Go through the records, and copy each line in which the string "Wedding" is present.

Segment Open

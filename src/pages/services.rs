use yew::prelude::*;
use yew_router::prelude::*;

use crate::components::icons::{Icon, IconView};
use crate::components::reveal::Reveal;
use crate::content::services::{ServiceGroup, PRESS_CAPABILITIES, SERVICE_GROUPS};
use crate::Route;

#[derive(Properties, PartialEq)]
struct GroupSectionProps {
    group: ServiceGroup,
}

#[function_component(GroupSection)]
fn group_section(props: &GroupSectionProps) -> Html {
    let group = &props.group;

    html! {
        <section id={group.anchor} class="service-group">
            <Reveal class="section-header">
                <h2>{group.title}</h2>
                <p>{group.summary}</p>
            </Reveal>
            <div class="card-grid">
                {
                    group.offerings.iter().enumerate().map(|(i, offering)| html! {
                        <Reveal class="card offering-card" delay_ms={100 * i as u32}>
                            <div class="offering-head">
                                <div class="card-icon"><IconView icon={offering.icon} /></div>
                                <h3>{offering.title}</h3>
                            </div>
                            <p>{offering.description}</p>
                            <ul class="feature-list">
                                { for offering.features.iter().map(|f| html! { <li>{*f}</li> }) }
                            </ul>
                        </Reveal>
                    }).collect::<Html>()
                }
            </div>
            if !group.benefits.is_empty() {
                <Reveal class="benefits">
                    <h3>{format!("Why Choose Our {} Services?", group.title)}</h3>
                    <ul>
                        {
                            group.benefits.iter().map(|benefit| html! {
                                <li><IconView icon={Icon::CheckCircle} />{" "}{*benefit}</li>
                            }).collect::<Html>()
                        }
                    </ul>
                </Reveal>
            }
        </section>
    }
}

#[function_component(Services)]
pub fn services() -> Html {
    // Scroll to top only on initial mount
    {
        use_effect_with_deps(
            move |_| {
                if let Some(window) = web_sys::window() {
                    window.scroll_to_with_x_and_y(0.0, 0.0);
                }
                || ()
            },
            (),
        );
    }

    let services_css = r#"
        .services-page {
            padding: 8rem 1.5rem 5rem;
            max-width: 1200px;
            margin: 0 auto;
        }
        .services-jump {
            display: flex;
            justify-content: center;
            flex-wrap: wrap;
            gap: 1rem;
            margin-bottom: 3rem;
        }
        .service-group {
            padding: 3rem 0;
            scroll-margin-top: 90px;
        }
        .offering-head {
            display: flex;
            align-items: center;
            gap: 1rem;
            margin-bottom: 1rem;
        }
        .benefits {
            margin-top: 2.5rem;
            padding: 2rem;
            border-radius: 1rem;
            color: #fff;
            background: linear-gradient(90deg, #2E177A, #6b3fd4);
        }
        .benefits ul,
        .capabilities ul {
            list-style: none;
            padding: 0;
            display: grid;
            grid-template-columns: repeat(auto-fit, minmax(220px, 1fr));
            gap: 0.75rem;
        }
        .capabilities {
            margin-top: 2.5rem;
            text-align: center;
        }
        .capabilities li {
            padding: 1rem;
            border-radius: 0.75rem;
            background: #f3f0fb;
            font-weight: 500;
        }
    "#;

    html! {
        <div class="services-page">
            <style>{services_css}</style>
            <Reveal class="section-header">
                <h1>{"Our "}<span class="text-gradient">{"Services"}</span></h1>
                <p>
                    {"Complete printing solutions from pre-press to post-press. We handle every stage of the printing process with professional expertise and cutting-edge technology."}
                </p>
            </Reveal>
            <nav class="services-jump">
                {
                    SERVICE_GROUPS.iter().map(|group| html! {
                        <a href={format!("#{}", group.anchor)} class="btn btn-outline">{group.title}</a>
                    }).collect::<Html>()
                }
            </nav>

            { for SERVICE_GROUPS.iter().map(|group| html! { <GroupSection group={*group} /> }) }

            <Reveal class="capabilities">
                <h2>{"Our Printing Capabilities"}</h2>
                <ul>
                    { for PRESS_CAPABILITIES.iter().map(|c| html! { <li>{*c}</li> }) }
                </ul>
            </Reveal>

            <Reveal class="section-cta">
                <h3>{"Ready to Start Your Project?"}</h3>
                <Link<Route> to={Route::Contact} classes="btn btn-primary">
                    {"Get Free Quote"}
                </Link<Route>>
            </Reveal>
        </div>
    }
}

Segment Closed
Segment Open

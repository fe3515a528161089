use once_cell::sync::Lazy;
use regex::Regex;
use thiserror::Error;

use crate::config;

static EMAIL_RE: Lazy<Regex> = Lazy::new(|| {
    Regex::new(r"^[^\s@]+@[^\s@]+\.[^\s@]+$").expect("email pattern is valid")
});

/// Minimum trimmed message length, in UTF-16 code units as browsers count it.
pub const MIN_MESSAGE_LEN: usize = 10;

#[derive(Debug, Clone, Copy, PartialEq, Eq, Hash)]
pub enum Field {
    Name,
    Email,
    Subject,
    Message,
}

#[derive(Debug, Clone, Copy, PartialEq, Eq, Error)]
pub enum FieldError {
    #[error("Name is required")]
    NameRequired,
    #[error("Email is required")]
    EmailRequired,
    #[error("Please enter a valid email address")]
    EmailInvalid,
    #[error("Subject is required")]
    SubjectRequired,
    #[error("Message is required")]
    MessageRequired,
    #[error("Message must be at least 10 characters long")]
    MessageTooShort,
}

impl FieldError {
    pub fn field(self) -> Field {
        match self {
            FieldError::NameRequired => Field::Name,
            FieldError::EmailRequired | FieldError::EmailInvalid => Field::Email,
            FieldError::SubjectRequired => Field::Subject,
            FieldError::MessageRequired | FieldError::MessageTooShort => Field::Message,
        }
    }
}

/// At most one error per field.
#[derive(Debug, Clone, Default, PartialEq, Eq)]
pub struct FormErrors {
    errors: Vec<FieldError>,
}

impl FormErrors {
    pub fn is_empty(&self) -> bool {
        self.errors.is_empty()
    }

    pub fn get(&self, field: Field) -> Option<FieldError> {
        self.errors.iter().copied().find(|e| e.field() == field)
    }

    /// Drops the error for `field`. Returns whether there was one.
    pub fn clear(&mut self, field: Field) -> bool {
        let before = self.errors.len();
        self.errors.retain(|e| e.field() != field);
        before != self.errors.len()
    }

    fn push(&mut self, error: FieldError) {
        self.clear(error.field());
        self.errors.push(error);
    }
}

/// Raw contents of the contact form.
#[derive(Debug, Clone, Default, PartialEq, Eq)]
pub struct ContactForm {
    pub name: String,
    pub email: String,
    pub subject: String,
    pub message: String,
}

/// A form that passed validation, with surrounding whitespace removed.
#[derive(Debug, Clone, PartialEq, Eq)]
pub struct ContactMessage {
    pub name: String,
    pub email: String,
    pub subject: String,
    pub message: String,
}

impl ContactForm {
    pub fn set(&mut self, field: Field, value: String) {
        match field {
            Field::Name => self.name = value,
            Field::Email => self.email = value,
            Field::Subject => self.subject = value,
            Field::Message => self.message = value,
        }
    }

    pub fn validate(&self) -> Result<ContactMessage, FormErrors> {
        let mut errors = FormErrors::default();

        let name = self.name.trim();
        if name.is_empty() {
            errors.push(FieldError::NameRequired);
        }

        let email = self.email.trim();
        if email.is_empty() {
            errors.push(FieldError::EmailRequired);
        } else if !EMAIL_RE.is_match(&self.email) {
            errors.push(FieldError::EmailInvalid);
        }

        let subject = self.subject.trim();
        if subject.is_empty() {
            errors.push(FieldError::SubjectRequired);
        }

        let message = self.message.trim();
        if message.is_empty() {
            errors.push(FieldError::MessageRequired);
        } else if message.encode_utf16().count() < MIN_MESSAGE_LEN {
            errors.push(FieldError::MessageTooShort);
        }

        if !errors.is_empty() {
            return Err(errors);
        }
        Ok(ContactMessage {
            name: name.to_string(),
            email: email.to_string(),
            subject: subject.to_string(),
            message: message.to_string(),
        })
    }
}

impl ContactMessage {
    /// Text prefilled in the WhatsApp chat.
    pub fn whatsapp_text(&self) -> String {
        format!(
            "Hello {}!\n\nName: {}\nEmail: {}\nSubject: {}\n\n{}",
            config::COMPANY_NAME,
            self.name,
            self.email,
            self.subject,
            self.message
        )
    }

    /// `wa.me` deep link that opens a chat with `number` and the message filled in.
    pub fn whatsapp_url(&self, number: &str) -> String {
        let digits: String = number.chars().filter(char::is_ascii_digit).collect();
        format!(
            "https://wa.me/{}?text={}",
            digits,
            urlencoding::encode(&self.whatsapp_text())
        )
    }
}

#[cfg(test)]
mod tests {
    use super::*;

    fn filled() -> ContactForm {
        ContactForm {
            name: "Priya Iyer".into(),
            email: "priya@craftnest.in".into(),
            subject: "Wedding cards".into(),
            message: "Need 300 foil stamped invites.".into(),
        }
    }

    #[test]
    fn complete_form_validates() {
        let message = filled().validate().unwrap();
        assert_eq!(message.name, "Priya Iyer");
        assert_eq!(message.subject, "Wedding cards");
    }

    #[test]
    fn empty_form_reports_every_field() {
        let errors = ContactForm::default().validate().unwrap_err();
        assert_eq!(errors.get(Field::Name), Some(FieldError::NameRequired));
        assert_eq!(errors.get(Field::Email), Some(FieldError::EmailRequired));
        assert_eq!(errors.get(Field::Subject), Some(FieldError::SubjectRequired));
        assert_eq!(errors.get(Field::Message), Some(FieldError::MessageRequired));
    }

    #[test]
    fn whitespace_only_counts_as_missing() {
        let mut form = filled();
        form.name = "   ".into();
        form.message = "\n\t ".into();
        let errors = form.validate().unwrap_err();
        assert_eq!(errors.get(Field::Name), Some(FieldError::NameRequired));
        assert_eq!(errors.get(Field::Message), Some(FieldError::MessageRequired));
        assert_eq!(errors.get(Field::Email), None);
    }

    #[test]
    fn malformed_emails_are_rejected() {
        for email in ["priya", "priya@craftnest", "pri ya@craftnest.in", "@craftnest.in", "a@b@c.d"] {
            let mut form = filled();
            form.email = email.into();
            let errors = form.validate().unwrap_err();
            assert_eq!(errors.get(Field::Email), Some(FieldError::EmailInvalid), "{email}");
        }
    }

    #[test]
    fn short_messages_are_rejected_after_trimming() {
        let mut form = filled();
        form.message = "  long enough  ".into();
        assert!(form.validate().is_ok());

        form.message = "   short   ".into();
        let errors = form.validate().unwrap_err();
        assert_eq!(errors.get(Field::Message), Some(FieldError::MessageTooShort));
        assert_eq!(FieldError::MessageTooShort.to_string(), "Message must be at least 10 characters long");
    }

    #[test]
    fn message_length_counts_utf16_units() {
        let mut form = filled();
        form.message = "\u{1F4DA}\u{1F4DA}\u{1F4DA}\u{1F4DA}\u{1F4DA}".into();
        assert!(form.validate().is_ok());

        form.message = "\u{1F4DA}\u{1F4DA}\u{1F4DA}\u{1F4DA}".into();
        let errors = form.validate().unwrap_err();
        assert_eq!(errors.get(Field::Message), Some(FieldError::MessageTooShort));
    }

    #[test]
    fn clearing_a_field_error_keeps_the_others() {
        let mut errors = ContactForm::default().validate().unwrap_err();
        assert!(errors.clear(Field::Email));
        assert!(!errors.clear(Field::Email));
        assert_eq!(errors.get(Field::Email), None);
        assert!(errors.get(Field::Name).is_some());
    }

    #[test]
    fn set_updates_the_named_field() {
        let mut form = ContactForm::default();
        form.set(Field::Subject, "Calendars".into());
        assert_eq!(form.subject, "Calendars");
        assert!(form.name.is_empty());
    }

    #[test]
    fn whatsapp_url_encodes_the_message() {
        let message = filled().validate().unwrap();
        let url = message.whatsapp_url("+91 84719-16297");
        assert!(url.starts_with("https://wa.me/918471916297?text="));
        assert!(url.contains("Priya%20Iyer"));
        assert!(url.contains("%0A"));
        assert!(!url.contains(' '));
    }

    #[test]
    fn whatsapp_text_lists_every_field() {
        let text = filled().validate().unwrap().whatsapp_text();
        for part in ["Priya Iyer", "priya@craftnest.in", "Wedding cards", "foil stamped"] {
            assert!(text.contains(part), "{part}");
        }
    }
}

Segment Closed
Segment Open

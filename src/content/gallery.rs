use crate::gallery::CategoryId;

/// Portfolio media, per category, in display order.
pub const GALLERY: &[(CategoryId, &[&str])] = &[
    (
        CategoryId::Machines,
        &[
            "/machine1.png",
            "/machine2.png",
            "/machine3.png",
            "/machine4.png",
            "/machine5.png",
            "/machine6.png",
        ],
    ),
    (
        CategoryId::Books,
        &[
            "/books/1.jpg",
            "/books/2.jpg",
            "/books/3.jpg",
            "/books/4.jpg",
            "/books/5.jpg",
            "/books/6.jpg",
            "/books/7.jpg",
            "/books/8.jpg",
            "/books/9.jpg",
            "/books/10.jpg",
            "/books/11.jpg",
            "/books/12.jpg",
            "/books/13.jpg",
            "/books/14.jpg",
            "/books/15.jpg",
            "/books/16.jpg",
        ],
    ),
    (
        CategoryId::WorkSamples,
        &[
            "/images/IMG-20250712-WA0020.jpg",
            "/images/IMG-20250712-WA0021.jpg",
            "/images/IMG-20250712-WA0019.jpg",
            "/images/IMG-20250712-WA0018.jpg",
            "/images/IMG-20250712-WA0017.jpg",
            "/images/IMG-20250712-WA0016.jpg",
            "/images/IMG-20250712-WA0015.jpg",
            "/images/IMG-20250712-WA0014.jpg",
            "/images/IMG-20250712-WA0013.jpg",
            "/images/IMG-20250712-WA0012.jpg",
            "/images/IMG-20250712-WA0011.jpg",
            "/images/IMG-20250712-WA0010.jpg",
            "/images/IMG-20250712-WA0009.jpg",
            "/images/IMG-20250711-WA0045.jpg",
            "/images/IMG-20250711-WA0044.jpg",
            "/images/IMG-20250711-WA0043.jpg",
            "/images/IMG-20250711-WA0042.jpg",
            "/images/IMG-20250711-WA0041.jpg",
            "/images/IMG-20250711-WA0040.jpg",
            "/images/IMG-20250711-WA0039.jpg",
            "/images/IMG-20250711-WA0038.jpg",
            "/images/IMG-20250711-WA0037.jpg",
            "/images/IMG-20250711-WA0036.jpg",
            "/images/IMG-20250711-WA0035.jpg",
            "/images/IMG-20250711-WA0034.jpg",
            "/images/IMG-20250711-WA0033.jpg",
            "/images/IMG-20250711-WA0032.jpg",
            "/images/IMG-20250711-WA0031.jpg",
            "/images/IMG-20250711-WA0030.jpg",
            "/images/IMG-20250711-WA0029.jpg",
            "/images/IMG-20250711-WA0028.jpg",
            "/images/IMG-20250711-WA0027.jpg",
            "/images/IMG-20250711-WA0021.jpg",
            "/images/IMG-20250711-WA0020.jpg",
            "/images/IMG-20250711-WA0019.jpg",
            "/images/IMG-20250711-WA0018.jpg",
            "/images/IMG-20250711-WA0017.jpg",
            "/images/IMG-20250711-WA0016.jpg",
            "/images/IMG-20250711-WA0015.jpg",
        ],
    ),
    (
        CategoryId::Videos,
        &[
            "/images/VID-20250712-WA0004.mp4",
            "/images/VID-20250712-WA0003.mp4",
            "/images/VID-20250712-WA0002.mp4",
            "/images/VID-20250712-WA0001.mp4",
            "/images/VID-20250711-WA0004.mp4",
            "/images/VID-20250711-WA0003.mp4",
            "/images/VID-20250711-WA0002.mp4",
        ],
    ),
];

Segment Closed

TASK SOLUTION:
            subject: "Wedding cards".into(),
        assert_eq!(message.subject, "Wedding cards");
        for part in ["Priya Iyer", "priya@craftnest.in", "Wedding cards", "foil stamped"] {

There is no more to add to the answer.